Senders to Bear N50 Stamp Duty on Electronic Transfers of N10,000 and Above Starting January 2026



Abuja, December 31, 2025

– Commercial banks in Nigeria will begin charging senders a flat N50 stamp duty on electronic money transfers of N10,000 and above from January 1, 2026, as part of changes introduced by the Nigeria Tax Act 2025.
The levy, previously known as the Electronic Money Transfer Levy (EMTL) introduced in 2020 under the Finance Act, has been renamed and restructured as stamp duty. Under the old EMTL regime, the N50 charge was a one-off deduction from the recipient’s account on inflows of N10,000 or more.
The key shift under the new Tax Act is that the burden now falls entirely on the sender, who will pay the N50 in addition to any existing bank transfer fees. This means the recipient will receive the full amount transferred, with no deduction.
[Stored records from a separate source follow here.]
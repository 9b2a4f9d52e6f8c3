//! dnsmasq directives: `address=/domain/ip`, `local=/domain/`,
//! `server=/domain/upstream`.

use crate::rule::RuleKind;

use super::target_kind;

const DIRECTIVES: [&str; 3] = ["address=/", "local=/", "server=/"];

/// Parse a dnsmasq directive, taking the first domain between slashes.
pub fn parse_directive(line: &str) -> Option<RuleKind> {
    let rest = DIRECTIVES
        .iter()
        .find_map(|prefix| line.strip_prefix(prefix))?;
    let kind = match rest.split_once('/') {
        Some((domain, _)) => match target_kind(domain, RuleKind::Dnsmasq) {
            // address literals are not dnsmasq domain keys
            RuleKind::IpLiteral => RuleKind::Invalid,
            kind => kind,
        },
        None => RuleKind::Invalid,
    };
    Some(kind)
}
In an email notification sent to customers on Tuesday, United Bank for Africa (UBA) informed account holders that the N50 electronic money transfer levy (EMTL) on transfers will now be uniformly referred to as stamp duty across all financial institutions.
The email stated: “Please note the following: Stamp Duty applies to transactions of ₦10,000 and above (or the equivalent in other currencies).”
The stamp duty is described as a single, one-off charge of N50 on any electronic receipt or transfer of money deposited in a bank or financial institution on any type of account for sums of N10,000 and above.
Transfers below N10,000 remain exempt, as do transfers within the same bank account (self-to-self).
This change reverses the previous system where the receiver bore the cost, effectively making outbound transfers more expensive for senders. For example, combined with standard bank fees (typically N10–N50 depending on the amount), a transfer could attract total charges of N75 to N100 or more.
The reform is part of broader tax changes aimed at boosting non-oil revenue, with the government projecting significantly higher collections from stamp duties in the coming years.
The policy applies uniformly to transfers via banks and is expected to extend similarly across financial platforms in line with Federal Inland Revenue Service (FIRS) regulations.